--- WHAT YOU WILL DO ---
Among the entries below, please repeat exactly and only the lines from the line containing "typed region rows." to the line containing "use crate::table::Table;", both lines included.

--------------------------------

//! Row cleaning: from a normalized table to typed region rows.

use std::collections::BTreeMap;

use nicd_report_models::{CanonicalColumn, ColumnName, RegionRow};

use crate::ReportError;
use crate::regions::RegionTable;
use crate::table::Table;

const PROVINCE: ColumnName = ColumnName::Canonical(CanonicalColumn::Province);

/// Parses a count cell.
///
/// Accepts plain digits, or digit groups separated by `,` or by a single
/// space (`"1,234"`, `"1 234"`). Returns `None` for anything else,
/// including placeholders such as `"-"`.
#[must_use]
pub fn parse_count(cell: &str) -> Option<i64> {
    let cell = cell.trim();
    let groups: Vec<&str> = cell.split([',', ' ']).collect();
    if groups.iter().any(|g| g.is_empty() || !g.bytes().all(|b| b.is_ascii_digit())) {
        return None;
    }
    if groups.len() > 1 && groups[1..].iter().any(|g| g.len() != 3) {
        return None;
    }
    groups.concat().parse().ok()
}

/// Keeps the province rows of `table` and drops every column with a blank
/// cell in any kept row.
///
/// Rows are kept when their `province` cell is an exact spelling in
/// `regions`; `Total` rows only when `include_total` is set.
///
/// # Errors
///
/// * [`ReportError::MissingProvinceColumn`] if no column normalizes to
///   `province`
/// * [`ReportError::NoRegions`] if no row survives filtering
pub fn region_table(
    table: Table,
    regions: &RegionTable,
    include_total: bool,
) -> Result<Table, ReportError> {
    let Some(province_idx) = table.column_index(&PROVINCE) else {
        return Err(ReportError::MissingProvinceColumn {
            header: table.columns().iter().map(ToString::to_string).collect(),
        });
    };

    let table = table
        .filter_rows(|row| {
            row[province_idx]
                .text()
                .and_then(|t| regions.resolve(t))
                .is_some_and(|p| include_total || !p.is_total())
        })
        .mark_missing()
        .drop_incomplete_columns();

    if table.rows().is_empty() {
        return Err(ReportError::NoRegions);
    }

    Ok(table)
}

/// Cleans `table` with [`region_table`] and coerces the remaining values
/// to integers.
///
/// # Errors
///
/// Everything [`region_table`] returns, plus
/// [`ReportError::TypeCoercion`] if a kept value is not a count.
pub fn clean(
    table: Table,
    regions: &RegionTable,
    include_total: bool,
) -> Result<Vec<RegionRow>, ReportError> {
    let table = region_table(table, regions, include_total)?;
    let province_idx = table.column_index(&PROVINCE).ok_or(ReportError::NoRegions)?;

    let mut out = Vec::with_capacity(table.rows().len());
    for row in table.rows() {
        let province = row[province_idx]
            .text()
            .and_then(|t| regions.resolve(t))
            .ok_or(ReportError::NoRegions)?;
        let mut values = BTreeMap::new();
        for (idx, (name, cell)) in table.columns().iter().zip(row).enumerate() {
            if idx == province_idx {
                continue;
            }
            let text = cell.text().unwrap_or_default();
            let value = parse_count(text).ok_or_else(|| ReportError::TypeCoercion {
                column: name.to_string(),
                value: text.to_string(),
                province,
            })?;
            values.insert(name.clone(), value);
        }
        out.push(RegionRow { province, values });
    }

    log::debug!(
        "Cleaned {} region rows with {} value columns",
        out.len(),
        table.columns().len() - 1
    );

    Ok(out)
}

--------------------------------

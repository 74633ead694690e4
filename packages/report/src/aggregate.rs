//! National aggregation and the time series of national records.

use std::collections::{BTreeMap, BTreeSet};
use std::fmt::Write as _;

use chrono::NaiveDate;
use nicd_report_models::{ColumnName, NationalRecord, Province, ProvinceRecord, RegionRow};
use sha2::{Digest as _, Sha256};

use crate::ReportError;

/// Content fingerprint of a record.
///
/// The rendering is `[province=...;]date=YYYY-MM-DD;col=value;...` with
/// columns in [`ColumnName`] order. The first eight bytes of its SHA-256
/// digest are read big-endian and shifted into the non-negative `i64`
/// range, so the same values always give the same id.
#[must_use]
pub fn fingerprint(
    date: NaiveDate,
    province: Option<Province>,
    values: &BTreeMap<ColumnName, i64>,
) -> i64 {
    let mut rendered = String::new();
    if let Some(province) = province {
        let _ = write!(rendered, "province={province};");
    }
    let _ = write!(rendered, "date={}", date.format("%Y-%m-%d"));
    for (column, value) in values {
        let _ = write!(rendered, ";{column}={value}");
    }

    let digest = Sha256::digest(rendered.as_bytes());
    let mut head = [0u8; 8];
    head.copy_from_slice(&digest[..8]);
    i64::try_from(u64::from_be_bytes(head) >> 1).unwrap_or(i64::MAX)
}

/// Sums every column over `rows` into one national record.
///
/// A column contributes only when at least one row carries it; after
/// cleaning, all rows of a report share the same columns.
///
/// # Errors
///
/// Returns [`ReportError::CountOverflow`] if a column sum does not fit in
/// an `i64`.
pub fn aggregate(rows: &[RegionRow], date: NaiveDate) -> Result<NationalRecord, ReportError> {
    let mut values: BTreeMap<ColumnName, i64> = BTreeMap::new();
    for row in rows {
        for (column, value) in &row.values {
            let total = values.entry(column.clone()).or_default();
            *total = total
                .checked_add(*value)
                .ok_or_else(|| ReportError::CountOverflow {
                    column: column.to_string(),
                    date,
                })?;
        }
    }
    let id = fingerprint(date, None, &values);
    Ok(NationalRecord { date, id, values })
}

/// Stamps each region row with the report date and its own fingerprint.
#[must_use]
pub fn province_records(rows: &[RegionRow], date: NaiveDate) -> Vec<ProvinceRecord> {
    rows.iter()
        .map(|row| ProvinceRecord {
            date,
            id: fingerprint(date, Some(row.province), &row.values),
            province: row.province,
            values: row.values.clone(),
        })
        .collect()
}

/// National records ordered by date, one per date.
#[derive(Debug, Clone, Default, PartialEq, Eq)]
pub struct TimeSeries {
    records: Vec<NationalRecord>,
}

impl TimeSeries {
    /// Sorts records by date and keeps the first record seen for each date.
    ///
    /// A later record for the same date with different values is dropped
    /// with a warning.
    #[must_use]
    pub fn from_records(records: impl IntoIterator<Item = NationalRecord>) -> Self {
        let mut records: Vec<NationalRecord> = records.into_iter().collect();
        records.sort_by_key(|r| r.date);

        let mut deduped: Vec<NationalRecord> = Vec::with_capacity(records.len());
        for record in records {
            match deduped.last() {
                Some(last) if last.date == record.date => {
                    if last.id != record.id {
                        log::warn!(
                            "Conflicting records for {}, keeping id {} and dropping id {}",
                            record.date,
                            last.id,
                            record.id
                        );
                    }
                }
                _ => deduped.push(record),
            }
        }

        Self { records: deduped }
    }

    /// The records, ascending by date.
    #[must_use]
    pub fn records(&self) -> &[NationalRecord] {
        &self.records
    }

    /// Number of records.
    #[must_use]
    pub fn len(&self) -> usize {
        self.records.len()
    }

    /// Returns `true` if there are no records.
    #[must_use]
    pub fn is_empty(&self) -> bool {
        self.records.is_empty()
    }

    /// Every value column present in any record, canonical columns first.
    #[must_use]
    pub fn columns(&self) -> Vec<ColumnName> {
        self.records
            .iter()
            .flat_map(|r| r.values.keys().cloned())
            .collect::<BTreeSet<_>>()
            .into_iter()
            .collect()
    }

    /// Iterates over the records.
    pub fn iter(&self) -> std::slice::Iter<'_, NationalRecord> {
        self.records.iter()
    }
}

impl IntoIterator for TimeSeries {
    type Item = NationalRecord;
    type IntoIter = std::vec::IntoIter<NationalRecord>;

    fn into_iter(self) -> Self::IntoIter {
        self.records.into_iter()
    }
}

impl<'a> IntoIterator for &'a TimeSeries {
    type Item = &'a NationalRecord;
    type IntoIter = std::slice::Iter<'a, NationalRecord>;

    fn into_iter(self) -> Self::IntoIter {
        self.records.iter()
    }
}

--------------------------------

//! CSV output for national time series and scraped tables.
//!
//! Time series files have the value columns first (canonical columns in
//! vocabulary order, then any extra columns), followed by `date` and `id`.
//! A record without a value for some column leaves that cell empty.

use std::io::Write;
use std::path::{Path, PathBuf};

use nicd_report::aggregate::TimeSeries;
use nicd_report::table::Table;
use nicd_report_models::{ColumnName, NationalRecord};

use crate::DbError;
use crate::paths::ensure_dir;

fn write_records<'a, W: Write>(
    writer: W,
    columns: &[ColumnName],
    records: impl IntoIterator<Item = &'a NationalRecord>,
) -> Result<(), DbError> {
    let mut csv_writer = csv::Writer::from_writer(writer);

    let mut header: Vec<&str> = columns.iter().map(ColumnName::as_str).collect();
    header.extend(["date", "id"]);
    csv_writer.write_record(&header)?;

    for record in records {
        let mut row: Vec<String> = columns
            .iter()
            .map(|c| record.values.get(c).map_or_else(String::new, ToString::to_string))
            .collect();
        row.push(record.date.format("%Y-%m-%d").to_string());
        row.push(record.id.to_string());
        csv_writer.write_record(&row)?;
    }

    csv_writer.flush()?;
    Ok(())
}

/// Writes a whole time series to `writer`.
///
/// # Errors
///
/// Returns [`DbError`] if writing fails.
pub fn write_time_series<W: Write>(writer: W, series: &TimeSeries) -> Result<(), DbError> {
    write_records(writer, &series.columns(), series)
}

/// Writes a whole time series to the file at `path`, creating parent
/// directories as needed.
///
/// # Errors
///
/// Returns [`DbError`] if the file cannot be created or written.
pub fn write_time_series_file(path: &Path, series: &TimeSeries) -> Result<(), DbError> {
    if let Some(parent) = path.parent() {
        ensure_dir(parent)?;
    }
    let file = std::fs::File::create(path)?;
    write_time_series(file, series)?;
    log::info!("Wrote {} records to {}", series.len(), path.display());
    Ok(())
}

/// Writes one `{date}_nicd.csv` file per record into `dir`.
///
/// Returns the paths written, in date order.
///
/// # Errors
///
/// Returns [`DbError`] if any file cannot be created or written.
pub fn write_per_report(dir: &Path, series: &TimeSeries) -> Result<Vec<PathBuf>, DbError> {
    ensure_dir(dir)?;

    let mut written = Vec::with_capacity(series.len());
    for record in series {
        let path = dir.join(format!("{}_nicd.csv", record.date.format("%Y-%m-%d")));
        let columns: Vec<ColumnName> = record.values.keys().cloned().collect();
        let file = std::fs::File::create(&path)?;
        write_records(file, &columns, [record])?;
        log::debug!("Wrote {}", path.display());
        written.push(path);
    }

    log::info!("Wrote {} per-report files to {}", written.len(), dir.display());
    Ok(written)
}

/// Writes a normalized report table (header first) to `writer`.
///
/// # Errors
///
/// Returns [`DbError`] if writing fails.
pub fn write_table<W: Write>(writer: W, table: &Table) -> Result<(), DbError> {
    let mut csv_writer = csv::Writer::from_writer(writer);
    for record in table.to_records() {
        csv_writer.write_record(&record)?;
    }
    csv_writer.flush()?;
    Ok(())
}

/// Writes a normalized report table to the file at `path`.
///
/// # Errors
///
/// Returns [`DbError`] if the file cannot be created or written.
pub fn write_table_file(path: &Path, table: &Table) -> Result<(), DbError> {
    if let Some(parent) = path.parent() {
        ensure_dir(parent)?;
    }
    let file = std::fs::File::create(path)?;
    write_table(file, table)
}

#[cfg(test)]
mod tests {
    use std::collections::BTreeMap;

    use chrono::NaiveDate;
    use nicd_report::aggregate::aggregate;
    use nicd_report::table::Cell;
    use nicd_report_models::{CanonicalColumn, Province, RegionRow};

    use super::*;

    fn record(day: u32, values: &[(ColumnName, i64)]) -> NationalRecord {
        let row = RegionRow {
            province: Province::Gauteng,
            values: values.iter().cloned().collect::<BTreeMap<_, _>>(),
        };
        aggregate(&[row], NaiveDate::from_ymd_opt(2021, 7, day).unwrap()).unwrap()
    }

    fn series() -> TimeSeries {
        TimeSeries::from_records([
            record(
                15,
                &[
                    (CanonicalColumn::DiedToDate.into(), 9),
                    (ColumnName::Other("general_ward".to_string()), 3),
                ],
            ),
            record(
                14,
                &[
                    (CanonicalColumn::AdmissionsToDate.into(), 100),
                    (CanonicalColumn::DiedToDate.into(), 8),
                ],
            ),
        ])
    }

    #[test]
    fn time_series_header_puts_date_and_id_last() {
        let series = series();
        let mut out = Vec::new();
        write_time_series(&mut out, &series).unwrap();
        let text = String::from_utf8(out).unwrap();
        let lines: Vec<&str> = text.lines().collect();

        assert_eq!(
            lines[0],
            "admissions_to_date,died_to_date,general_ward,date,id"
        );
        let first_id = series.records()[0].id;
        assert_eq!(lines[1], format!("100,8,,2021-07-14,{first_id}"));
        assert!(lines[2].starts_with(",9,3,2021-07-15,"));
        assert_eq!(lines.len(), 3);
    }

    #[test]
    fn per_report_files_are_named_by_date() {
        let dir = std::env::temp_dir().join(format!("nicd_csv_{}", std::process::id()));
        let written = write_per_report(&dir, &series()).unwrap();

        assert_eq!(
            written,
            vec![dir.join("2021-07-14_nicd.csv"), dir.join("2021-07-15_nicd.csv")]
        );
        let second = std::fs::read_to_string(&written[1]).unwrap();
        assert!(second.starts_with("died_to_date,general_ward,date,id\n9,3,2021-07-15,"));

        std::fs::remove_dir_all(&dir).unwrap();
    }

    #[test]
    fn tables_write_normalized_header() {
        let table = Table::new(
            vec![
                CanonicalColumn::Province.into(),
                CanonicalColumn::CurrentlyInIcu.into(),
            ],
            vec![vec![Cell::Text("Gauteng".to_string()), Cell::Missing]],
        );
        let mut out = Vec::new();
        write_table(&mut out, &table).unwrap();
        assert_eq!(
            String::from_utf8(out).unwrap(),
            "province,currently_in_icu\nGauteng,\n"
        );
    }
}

--------------------------------

--- ANSWER SECTION ---
//! Row cleaning: from a normalized table to typed region rows.

use std::collections::BTreeMap;

use nicd_report_models::{CanonicalColumn, ColumnName, RegionRow};

use crate::ReportError;
use crate::regions::RegionTable;
use crate::table::Table;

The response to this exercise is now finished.